**TASK BRIEF**
The expected result is the segment of the entries that begins with the line containing "mod aggregate;" and ends with the last line, copied verbatim.

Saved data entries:
• • • • • • •

//! Order aggregate and related types.

mod aggregate;
mod state;

pub use aggregate::{FulfillmentMethod, NewOrder, Order, OrderItem, OrderLine};
pub use state::OrderStatus;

• • • • • • •

**RESULT OF THIS TASK**
mod aggregate;
mod state;

pub use aggregate::{FulfillmentMethod, NewOrder, Order, OrderItem, OrderLine};
pub use state::OrderStatus;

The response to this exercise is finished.